**Dataset content:**
+--
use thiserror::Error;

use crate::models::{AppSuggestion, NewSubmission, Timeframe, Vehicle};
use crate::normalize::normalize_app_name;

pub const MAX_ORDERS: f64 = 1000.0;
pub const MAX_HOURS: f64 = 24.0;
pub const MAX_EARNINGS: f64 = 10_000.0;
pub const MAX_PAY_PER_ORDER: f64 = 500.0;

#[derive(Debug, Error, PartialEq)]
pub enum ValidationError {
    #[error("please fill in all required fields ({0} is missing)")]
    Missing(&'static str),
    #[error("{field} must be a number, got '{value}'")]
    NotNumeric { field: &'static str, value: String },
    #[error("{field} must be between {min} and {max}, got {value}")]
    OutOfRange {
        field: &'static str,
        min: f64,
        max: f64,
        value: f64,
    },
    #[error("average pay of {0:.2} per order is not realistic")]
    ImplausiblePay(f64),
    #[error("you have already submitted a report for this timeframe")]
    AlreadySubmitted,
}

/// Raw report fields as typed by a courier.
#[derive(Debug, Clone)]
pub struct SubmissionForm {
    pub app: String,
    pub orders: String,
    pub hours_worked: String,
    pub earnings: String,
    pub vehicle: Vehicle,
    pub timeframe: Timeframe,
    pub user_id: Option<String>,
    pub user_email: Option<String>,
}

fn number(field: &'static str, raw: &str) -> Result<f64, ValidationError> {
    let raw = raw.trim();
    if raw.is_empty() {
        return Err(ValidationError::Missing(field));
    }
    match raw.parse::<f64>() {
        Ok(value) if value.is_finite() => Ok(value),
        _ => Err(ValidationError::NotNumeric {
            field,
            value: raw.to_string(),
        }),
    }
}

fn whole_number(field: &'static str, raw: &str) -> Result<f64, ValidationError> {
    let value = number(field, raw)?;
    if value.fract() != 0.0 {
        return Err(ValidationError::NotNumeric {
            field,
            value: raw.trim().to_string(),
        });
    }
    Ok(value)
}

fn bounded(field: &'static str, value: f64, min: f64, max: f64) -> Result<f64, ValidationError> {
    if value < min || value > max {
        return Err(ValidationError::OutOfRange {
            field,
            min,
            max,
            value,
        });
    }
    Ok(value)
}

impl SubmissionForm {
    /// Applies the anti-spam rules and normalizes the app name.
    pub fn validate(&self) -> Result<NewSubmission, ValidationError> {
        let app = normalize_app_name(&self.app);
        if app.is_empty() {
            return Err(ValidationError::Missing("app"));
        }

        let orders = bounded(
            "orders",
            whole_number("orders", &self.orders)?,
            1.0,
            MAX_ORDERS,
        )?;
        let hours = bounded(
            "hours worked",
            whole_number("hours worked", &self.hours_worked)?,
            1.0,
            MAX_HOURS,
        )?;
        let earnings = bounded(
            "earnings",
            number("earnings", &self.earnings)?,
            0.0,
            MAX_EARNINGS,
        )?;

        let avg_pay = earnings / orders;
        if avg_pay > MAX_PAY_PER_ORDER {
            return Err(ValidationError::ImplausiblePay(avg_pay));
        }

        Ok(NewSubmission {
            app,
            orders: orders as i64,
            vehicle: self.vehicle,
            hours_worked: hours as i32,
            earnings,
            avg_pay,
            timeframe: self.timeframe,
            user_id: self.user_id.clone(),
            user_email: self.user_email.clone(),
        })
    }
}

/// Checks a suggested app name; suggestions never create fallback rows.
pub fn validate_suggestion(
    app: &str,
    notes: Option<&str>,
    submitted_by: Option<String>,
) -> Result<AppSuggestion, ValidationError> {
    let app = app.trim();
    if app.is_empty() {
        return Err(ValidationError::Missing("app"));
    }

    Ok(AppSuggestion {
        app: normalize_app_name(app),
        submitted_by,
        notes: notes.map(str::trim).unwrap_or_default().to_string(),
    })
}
+--
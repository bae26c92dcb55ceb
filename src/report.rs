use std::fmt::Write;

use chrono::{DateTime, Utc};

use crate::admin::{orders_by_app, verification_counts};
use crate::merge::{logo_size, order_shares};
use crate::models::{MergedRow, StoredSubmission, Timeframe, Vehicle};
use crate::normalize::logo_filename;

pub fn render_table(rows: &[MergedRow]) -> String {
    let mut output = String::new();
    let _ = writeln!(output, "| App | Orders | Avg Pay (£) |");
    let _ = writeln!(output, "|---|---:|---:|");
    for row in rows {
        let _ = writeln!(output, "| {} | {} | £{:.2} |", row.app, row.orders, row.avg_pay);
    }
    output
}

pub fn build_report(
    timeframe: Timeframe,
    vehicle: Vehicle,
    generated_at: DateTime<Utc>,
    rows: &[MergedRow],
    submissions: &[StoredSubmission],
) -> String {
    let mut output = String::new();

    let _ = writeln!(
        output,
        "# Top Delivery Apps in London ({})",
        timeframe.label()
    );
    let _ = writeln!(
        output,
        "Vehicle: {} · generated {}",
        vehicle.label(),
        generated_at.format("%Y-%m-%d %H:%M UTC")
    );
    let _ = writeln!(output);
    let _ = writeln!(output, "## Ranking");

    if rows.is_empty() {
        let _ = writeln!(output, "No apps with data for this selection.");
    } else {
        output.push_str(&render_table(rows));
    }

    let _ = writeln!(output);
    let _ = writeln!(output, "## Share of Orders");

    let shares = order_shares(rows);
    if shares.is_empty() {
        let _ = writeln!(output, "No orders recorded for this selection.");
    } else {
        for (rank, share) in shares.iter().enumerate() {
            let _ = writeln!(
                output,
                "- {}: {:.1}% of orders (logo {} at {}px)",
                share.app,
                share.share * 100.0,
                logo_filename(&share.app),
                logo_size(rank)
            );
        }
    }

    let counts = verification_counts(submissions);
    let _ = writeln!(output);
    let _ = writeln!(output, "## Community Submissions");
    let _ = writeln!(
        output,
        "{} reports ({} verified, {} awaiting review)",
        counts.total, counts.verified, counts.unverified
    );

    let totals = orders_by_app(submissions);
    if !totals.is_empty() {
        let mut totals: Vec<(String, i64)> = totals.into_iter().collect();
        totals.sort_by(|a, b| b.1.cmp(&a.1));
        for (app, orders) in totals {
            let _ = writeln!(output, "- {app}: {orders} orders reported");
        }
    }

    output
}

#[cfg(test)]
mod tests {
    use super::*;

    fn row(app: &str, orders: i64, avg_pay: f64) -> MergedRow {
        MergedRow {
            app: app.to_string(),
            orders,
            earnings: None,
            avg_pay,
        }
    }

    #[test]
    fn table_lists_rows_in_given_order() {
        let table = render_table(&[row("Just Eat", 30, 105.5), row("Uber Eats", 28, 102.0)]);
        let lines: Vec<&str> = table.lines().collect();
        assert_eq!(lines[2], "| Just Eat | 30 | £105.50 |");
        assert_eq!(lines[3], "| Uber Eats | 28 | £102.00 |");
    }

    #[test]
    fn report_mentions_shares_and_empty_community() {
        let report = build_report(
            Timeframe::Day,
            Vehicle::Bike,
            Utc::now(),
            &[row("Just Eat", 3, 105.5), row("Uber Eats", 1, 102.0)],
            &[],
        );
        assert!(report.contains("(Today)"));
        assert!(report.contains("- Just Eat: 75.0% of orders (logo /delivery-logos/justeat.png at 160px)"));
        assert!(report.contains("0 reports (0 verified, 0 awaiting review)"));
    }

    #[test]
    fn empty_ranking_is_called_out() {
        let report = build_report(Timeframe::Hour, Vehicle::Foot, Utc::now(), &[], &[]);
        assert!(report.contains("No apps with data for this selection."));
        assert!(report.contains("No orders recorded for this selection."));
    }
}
+--
**Work instructions:**
If a line in the records holds the string "NotNumeric", count it, and give only the total.

**The completed task:**
3